*EXERCISE OBJECTIVE*: Please find the lines in the entries below that contain the word "applies", and copy each one.

*TASK DATA*:

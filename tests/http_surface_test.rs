//! HTTP surfaces driven in process through the router

mod common;

use async_trait::async_trait;
use axum::body::{to_bytes, Body};
use axum::http::{header, Request, StatusCode};
use axum::response::Response;
use classroll::adapters::document::PdfRenderer;
use classroll::adapters::source::{MemorySource, Query, RecordSource, Row};
use classroll::core::export::{ExportOptions, Exporter};
use classroll::core::report::{queries, ReportBuilder, ReportSettings};
use classroll::domain::{Result as ClassrollResult, Store};
use classroll::server::handlers::{CHECKSUM_HEADER, FORMAT_HEADER, TEACHER_HEADER};
use classroll::server::routes::REQUEST_ID_HEADER;
use classroll::server::{router, AppState, Clock};
use common::{date, school, STUDENT_ACCOUNT, TEACHER};
use serde_json::Value;
use sha2::{Digest, Sha256};
use std::sync::Arc;
use std::time::Duration;
use tower::ServiceExt;

fn state(source: impl RecordSource + Send + Sync + 'static) -> AppState {
    let builder = ReportBuilder::new(Arc::new(source), ReportSettings::default());
    let exporter = Exporter::new(Arc::new(PdfRenderer::new(20)), ExportOptions::default());
    AppState::new(builder, exporter)
        .with_clock(Clock::Fixed(date(10).and_hms_opt(16, 0, 0).unwrap()))
}

async fn get(app_state: AppState, uri: &str, teacher: Option<&str>) -> Response {
    let mut request = Request::builder().uri(uri);
    if let Some(teacher) = teacher {
        request = request.header(TEACHER_HEADER, teacher);
    }
    router(app_state, Duration::from_secs(5))
        .oneshot(request.body(Body::empty()).unwrap())
        .await
        .unwrap()
}

async fn json_body(response: Response) -> Value {
    let bytes = to_bytes(response.into_body(), usize::MAX).await.unwrap();
    serde_json::from_slice(&bytes).unwrap()
}

fn header_text<'a>(response: &'a Response, name: &str) -> &'a str {
    response
        .headers()
        .get(name)
        .and_then(|v| v.to_str().ok())
        .unwrap_or_default()
}

#[tokio::test]
async fn test_health_needs_no_teacher() {
    let response = get(state(school()), "/health", None).await;
    assert_eq!(response.status(), StatusCode::OK);
    assert!(uuid::Uuid::parse_str(header_text(&response, REQUEST_ID_HEADER)).is_ok());
    assert_eq!(json_body(response).await["status"], "healthy");
}

#[tokio::test]
async fn test_non_teachers_are_forbidden() {
    for teacher in [None, Some(""), Some(STUDENT_ACCOUNT), Some("T404")] {
        for uri in ["/api/dashboard", "/api/reports/attendance", "/export/attendance"] {
            let response = get(state(school()), uri, teacher).await;
            assert_eq!(response.status(), StatusCode::FORBIDDEN, "{uri} {teacher:?}");
            let body = json_body(response).await;
            assert_eq!(body["success"], false);
            assert!(body["message"].is_string());
        }
    }
}

#[tokio::test]
async fn test_dashboard_json() {
    let response = get(
        state(school()),
        "/api/dashboard?class_id=all",
        Some(TEACHER),
    )
    .await;
    assert_eq!(response.status(), StatusCode::OK);

    let body = json_body(response).await;
    assert_eq!(body["success"], true);
    let dashboard = &body["dashboard"];
    assert_eq!(dashboard["date"], "2025-01-10");
    assert_eq!(dashboard["counts"]["present"], 1);
    assert_eq!(dashboard["students"].as_array().unwrap().len(), 3);
    assert_eq!(dashboard["trend"]["totals"].as_array().unwrap().len(), 7);
}

#[tokio::test]
async fn test_report_json() {
    let response = get(
        state(school()),
        "/api/reports/assignments?start_date=2025-01-06&end_date=2025-01-10",
        Some(TEACHER),
    )
    .await;
    assert_eq!(response.status(), StatusCode::OK);

    let body = json_body(response).await;
    assert_eq!(body["success"], true);
    assert_eq!(body["report"]["kind"], "assignments");
    assert_eq!(body["report"]["rows"].as_array().unwrap().len(), 2);
    assert_eq!(body["report"]["summary"]["completion_rate"], 75);
}

#[tokio::test]
async fn test_report_defaults_to_month_to_date() {
    let response = get(state(school()), "/api/reports/attendance_log", Some(TEACHER)).await;
    let body = json_body(response).await;
    assert_eq!(body["report"]["filters"]["start_date"], "2025-01-01");
    assert_eq!(body["report"]["filters"]["end_date"], "2025-01-10");
}

#[tokio::test]
async fn test_export_download_headers() {
    let response = get(
        state(school()),
        "/export/attendance_log?start_date=2025-01-06&end_date=2025-01-10&format=csv",
        Some(TEACHER),
    )
    .await;
    assert_eq!(response.status(), StatusCode::OK);
    assert_eq!(
        header_text(&response, header::CONTENT_TYPE.as_str()),
        "text/csv; charset=utf-8"
    );
    assert_eq!(
        header_text(&response, header::CONTENT_DISPOSITION.as_str()),
        "attachment; filename=\"attendance_log_all_2025-01-06_to_2025-01-10_20250110.csv\""
    );
    assert_eq!(header_text(&response, FORMAT_HEADER), "delimited");
    assert!(!header_text(&response, REQUEST_ID_HEADER).is_empty());

    let checksum = header_text(&response, CHECKSUM_HEADER).to_string();
    let bytes = to_bytes(response.into_body(), usize::MAX).await.unwrap();
    assert_eq!(checksum, format!("{:x}", Sha256::digest(&bytes)));

    let text = String::from_utf8(bytes.to_vec()).unwrap();
    // header plus nine marks
    assert_eq!(text.trim_end().lines().count(), 10);
}

#[tokio::test]
async fn test_export_document() {
    let response = get(
        state(school()),
        "/export/class_performance?start_date=2025-01-06&end_date=2025-01-10&format=pdf&class_id=C1",
        Some(TEACHER),
    )
    .await;
    assert_eq!(response.status(), StatusCode::OK);
    assert_eq!(header_text(&response, FORMAT_HEADER), "document");
    assert!(header_text(&response, header::CONTENT_DISPOSITION.as_str())
        .contains("class_performance_c1_"));
    let bytes = to_bytes(response.into_body(), usize::MAX).await.unwrap();
    assert!(bytes.starts_with(b"%PDF-"));
}

#[tokio::test]
async fn test_export_without_rows_sends_message() {
    let response = get(
        state(school()),
        "/export/attendance_log?start_date=2025-02-03&end_date=2025-02-07&format=pdf",
        Some(TEACHER),
    )
    .await;
    assert_eq!(response.status(), StatusCode::OK);
    assert!(response.headers().get(header::CONTENT_DISPOSITION).is_none());
    let body = json_body(response).await;
    assert_eq!(body["success"], false);
    assert_eq!(body["message"], "No data found for the selected criteria");
}

#[tokio::test]
async fn test_bad_request_parameters() {
    for uri in [
        "/api/reports/attendance?start_date=01/06/2025",
        "/api/reports/attendance?start_date=2025-01-10&end_date=2025-01-06",
        "/api/reports/report_cards",
        "/api/dashboard?date=tomorrow",
    ] {
        let response = get(state(school()), uri, Some(TEACHER)).await;
        assert_eq!(response.status(), StatusCode::BAD_REQUEST, "{uri}");
        assert_eq!(json_body(response).await["success"], false);
    }
}

#[tokio::test]
async fn test_store_outage_is_service_unavailable() {
    let response = get(
        state(school().fail_store(Store::Registrar)),
        "/api/reports/attendance",
        Some(TEACHER),
    )
    .await;
    assert_eq!(response.status(), StatusCode::SERVICE_UNAVAILABLE);
    let body = json_body(response).await;
    assert_eq!(body["success"], false);
    // Connection details stay in the logs
    assert!(!body["message"].as_str().unwrap().contains("refused"));

    let response = get(
        state(school().fail_store(Store::Login)),
        "/api/dashboard",
        Some(TEACHER),
    )
    .await;
    assert_eq!(response.status(), StatusCode::SERVICE_UNAVAILABLE);
}

/// Answers the teacher check at once and stalls every other query
struct StalledSource(MemorySource);

#[async_trait]
impl RecordSource for StalledSource {
    async fn fetch(&self, query: &Query) -> ClassrollResult<Vec<Row>> {
        if query.name != queries::TEACHER_ACCOUNT {
            tokio::time::sleep(Duration::from_secs(30)).await;
        }
        self.0.fetch(query).await
    }

    async fn ping(&self, store: Store) -> ClassrollResult<()> {
        self.0.ping(store).await
    }

    fn describe(&self) -> String {
        "stalled".to_string()
    }
}

#[tokio::test]
async fn test_slow_export_times_out() {
    let response = router(state(StalledSource(school())), Duration::from_millis(50))
        .oneshot(
            Request::builder()
                .uri("/export/attendance?format=csv")
                .header(TEACHER_HEADER, TEACHER)
                .body(Body::empty())
                .unwrap(),
        )
        .await
        .unwrap();

    assert_eq!(response.status(), StatusCode::SERVICE_UNAVAILABLE);
    assert!(response.headers().get(header::CONTENT_DISPOSITION).is_none());
    assert_eq!(json_body(response).await["success"], false);
}
//! PostgreSQL record source
//!
//! Holds one [`PostgreSQLClient`] per logical store and routes each query to
//! the client for `query.store`.

use super::client::PostgreSQLClient;
use super::models::{to_row, to_sql_param, BoxedParam};
use crate::adapters::source::{Query, RecordSource, Row};
use crate::domain::{Result, Store};
use async_trait::async_trait;
use std::sync::Arc;
use tokio_postgres::types::ToSql;

/// [`RecordSource`] backed by three PostgreSQL pools
pub struct PostgresSource {
    registrar: Arc<PostgreSQLClient>,
    teacher: Arc<PostgreSQLClient>,
    login: Arc<PostgreSQLClient>,
}

impl PostgresSource {
    pub fn new(
        registrar: PostgreSQLClient,
        teacher: PostgreSQLClient,
        login: PostgreSQLClient,
    ) -> Self {
        Self {
            registrar: Arc::new(registrar),
            teacher: Arc::new(teacher),
            login: Arc::new(login),
        }
    }

    /// Client serving `store`
    pub fn client(&self, store: Store) -> &Arc<PostgreSQLClient> {
        match store {
            Store::Registrar => &self.registrar,
            Store::Teacher => &self.teacher,
            Store::Login => &self.login,
        }
    }
}

#[async_trait]
impl RecordSource for PostgresSource {
    async fn fetch(&self, query: &Query) -> Result<Vec<Row>> {
        let boxed: Vec<BoxedParam> = query.params.iter().map(to_sql_param).collect();
        let params: Vec<&(dyn ToSql + Sync)> = boxed
            .iter()
            .map(|p| p.as_ref() as &(dyn ToSql + Sync))
            .collect();

        let rows = self
            .client(query.store)
            .query(query.sql, &params)
            .await
            .inspect_err(|e| {
                tracing::error!(
                    store = %query.store,
                    query = query.name,
                    error = %e,
                    "Store query failed"
                );
            })?;

        let rows: Vec<Row> = rows.iter().map(to_row).collect();
        crate::log_store_query!(query.store, query.name, rows.len());
        Ok(rows)
    }

    async fn ping(&self, store: Store) -> Result<()> {
        self.client(store).test_connection().await
    }

    fn describe(&self) -> String {
        Store::ALL
            .iter()
            .map(|store| format!("{store}={}", self.client(*store).connection_string_safe()))
            .collect::<Vec<_>>()
            .join(" ")
    }
}
//! Record source factory

use super::traits::RecordSource;
use crate::adapters::postgresql::{PostgreSQLClient, PostgresSource};
use crate::config::StoresConfig;
use crate::domain::{Result, Store};
use std::sync::Arc;

/// Create the production record source from the store configuration
///
/// One pooled client is built per logical store, even when two stores share
/// a server. Pools connect lazily, so this succeeds without network access;
/// use [`RecordSource::ping`] to check reachability.
///
/// # Errors
///
/// Returns an error if a connection string cannot be parsed or a pool
/// cannot be built.
pub async fn create_record_source(
    config: &StoresConfig,
) -> Result<Arc<dyn RecordSource + Send + Sync>> {
    tracing::info!("Creating PostgreSQL record source");

    let registrar = PostgreSQLClient::new(Store::Registrar, config.registrar.clone()).await?;
    let teacher = PostgreSQLClient::new(Store::Teacher, config.teacher.clone()).await?;
    let login = PostgreSQLClient::new(Store::Login, config.login.clone()).await?;

    let source = PostgresSource::new(registrar, teacher, login);
    tracing::info!(source = %source.describe(), "Record source ready");

    Ok(Arc::new(source) as Arc<dyn RecordSource + Send + Sync>)
}
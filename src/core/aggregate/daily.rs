//! Day-level attendance counts for dashboard stat cards

use super::tally::AttendanceTally;
use crate::core::normalize::NormalizedStudentView;
use chrono::NaiveDate;
use serde::{Deserialize, Serialize};
use std::fmt;
use std::str::FromStr;

/// When day-level counts are computed
///
/// The portal's stat cards only ever showed today's numbers, and asking for
/// another date left them at zero. `TodayOnly` keeps that contract;
/// `AnyDate` counts whatever date was queried.
#[derive(Debug, Clone, Copy, Default, PartialEq, Eq, Serialize, Deserialize)]
#[serde(rename_all = "snake_case")]
pub enum DailyCountScope {
    #[default]
    TodayOnly,
    AnyDate,
}

impl DailyCountScope {
    /// Whether counts apply to `query_date`
    pub fn applies(&self, query_date: NaiveDate, today: NaiveDate) -> bool {
        match self {
            DailyCountScope::TodayOnly => query_date == today,
            DailyCountScope::AnyDate => true,
        }
    }

    pub fn as_str(&self) -> &'static str {
        match self {
            DailyCountScope::TodayOnly => "today_only",
            DailyCountScope::AnyDate => "any_date",
        }
    }
}

impl FromStr for DailyCountScope {
    type Err = String;

    fn from_str(s: &str) -> Result<Self, Self::Err> {
        match s.trim().to_ascii_lowercase().as_str() {
            "today_only" => Ok(DailyCountScope::TodayOnly),
            "any_date" => Ok(DailyCountScope::AnyDate),
            other => Err(format!(
                "Unknown daily count scope '{other}'. Must be today_only or any_date"
            )),
        }
    }
}

impl fmt::Display for DailyCountScope {
    fn fmt(&self, f: &mut fmt::Formatter<'_>) -> fmt::Result {
        f.write_str(self.as_str())
    }
}

/// Present/absent/late counters for one date
#[derive(Debug, Clone, Copy, Default, PartialEq, Eq, Serialize)]
pub struct DayCounts {
    pub date: Option<NaiveDate>,
    /// False when the scope left the counters at zero
    pub counted: bool,
    pub present: u64,
    pub absent: u64,
    pub late: u64,
    pub excused: u64,
}

impl DayCounts {
    pub fn total(&self) -> u64 {
        self.present + self.absent + self.late + self.excused
    }
}

/// Count class-entry statuses across all views for `query_date`
///
/// Each view's class entries carry the mark found for the queried date.
/// When `scope` does not apply the counters stay at zero and `counted` is
/// false, so callers can tell "not computed" from "no marks".
pub fn daily_counts(
    views: &[NormalizedStudentView],
    query_date: NaiveDate,
    today: NaiveDate,
    scope: DailyCountScope,
) -> DayCounts {
    let mut counts = DayCounts {
        date: Some(query_date),
        ..DayCounts::default()
    };

    if !scope.applies(query_date, today) {
        tracing::debug!(%query_date, %today, scope = %scope, "Day counts not computed for this date");
        return counts;
    }

    let tally = AttendanceTally::from_statuses(
        views
            .iter()
            .flat_map(|view| view.classes.iter())
            .filter_map(|entry| entry.attendance),
    );

    counts.counted = true;
    counts.present = tally.present;
    counts.absent = tally.absent;
    counts.late = tally.late;
    counts.excused = tally.excused;
    counts
}

#[cfg(test)]
mod tests {
    use super::*;
    use crate::adapters::source::Row;
    use crate::core::normalize::normalize;

    fn views() -> Vec<NormalizedStudentView> {
        let rows = vec![
            Row::new()
                .with("student_id", "S1")
                .with("class_id", "C1")
                .with("attendance_status", "present"),
            Row::new()
                .with("student_id", "S1")
                .with("class_id", "C2")
                .with("attendance_status", "late"),
            Row::new()
                .with("student_id", "S2")
                .with("class_id", "C1")
                .with("attendance_status", "absent"),
            Row::new()
                .with("student_id", "S3")
                .with("class_id", "C1")
                .with("attendance_status", serde_json::Value::Null),
        ];
        normalize(&rows).views
    }

    fn day(d: u32) -> NaiveDate {
        NaiveDate::from_ymd_opt(2025, 1, d).unwrap()
    }

    #[test]
    fn test_counts_today() {
        let counts = daily_counts(&views(), day(6), day(6), DailyCountScope::TodayOnly);
        assert!(counts.counted);
        assert_eq!((counts.present, counts.absent, counts.late), (1, 1, 1));
        assert_eq!(counts.total(), 3);
    }

    #[test]
    fn test_today_only_leaves_other_dates_at_zero() {
        let counts = daily_counts(&views(), day(3), day(6), DailyCountScope::TodayOnly);
        assert!(!counts.counted);
        assert_eq!(counts.total(), 0);
        assert_eq!(counts.date, Some(day(3)));
    }

    #[test]
    fn test_any_date_counts_history() {
        let counts = daily_counts(&views(), day(3), day(6), DailyCountScope::AnyDate);
        assert!(counts.counted);
        assert_eq!(counts.present, 1);
    }

    #[test]
    fn test_scope_parsing() {
        assert_eq!("today_only".parse::<DailyCountScope>(), Ok(DailyCountScope::TodayOnly));
        assert_eq!("ANY_DATE".parse::<DailyCountScope>(), Ok(DailyCountScope::AnyDate));
        assert!("weekly".parse::<DailyCountScope>().is_err());
    }
}
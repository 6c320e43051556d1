//! Domain error types
//!
//! This module defines the error hierarchy for classroll. Only
//! [`ClassrollError::SourceUnavailable`] and the "no data" outcomes are
//! allowed to reach a caller; malformed join rows and renderer failures are
//! absorbed where they happen. All errors are domain-specific and don't
//! expose third-party types.

use std::fmt;
use thiserror::Error;

/// One of the three logical record stores
///
/// The stores may or may not live on the same physical database server;
/// nothing in the core assumes they do.
#[derive(Debug, Clone, Copy, PartialEq, Eq, Hash, serde::Serialize, serde::Deserialize)]
#[serde(rename_all = "lowercase")]
pub enum Store {
    /// Student identity and enrollment status
    Registrar,
    /// Classes, enrollments, attendance marks, grades and submissions
    Teacher,
    /// Accounts and roles
    Login,
}

impl Store {
    /// All stores, in configuration order
    pub const ALL: [Store; 3] = [Store::Registrar, Store::Teacher, Store::Login];

    /// Lowercase store name as used in configuration and logs
    pub fn as_str(&self) -> &'static str {
        match self {
            Store::Registrar => "registrar",
            Store::Teacher => "teacher",
            Store::Login => "login",
        }
    }
}

impl fmt::Display for Store {
    fn fmt(&self, f: &mut fmt::Formatter<'_>) -> fmt::Result {
        f.write_str(self.as_str())
    }
}

/// Main classroll error type
#[derive(Debug, Error)]
pub enum ClassrollError {
    /// Configuration-related errors
    #[error("Configuration error: {0}")]
    Configuration(String),

    /// A record store could not be reached or rejected a query
    #[error("The {store} store is unavailable: {message}")]
    SourceUnavailable { store: Store, message: String },

    /// Request parameters failed validation
    #[error("Validation error: {0}")]
    Validation(String),

    /// The caller is not allowed to use the portal
    #[error("Forbidden: {0}")]
    Forbidden(String),

    /// Serialization/deserialization errors
    #[error("Serialization error: {0}")]
    Serialization(String),

    /// I/O errors
    #[error("I/O error: {0}")]
    Io(String),

    /// Generic errors with context
    #[error("{0}")]
    Other(String),
}

impl ClassrollError {
    /// Shorthand for a [`ClassrollError::SourceUnavailable`]
    pub fn source_unavailable(store: Store, message: impl Into<String>) -> Self {
        ClassrollError::SourceUnavailable {
            store,
            message: message.into(),
        }
    }

    /// Message safe to show to an end user
    ///
    /// Store errors carry driver details that belong in the logs, not in a
    /// response body.
    pub fn user_message(&self) -> String {
        match self {
            ClassrollError::SourceUnavailable { .. } => {
                "The records service is temporarily unavailable. Please try again later."
                    .to_string()
            }
            ClassrollError::Validation(msg) => msg.clone(),
            ClassrollError::Forbidden(_) => "Only teachers can access this page.".to_string(),
            _ => "An unexpected error occurred.".to_string(),
        }
    }
}

/// Failure of the document-rendering collaborator
///
/// Never surfaced to a caller: the exporter falls back to delimited text.
#[derive(Debug, Clone, Error, PartialEq, Eq)]
pub enum RenderFailure {
    /// The document description could not be laid out
    #[error("Document layout failed: {0}")]
    Layout(String),

    /// The renderer produced no output
    #[error("Renderer produced an empty document")]
    Empty,

    /// The renderer is not available in this deployment
    #[error("Renderer unavailable: {0}")]
    Unavailable(String),
}

// Conversion from std::io::Error
impl From<std::io::Error> for ClassrollError {
    fn from(err: std::io::Error) -> Self {
        ClassrollError::Io(err.to_string())
    }
}

// Conversion from serde_json::Error
impl From<serde_json::Error> for ClassrollError {
    fn from(err: serde_json::Error) -> Self {
        ClassrollError::Serialization(err.to_string())
    }
}

// Conversion from toml parse errors
impl From<toml::de::Error> for ClassrollError {
    fn from(err: toml::de::Error) -> Self {
        ClassrollError::Configuration(format!("TOML parse error: {err}"))
    }
}
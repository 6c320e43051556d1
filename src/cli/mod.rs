//! CLI interface and argument parsing
//!
//! This module provides the command-line interface for classroll using clap.
//!
//! Exit codes: `0` success, `1` no data for the criteria, `2` configuration
//! or validation error, `3` caller is not a teacher, `4` a store is
//! unreachable, `5` fatal error.

pub mod commands;

use clap::{Parser, Subcommand};

/// Classroll - teacher portal reporting service
#[derive(Parser, Debug)]
#[command(name = "classroll")]
#[command(version, about, long_about = None)]
#[command(author = "Classroll Contributors")]
pub struct Cli {
    /// Path to configuration file
    #[arg(short, long, default_value = "classroll.toml", env = "CLASSROLL_CONFIG")]
    pub config: String,

    /// Log level (trace, debug, info, warn, error)
    #[arg(short, long, env = "CLASSROLL_LOG_LEVEL")]
    pub log_level: Option<String>,

    /// Subcommand to execute
    #[command(subcommand)]
    pub command: Commands,
}

/// Available commands
#[derive(Subcommand, Debug)]
pub enum Commands {
    /// Run the HTTP server (dashboard, report JSON and export downloads)
    Serve(commands::serve::ServeArgs),

    /// Build one report and write it to a file
    Export(commands::export::ExportArgs),

    /// Validate configuration file
    ValidateConfig(commands::validate::ValidateArgs),

    /// Initialize a new configuration file
    Init(commands::init::InitArgs),
}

*SOLUTION FOR THIS TASK*:
    pub fn applies(&self, query_date: NaiveDate, today: NaiveDate) -> bool {
    if !scope.applies(query_date, today) {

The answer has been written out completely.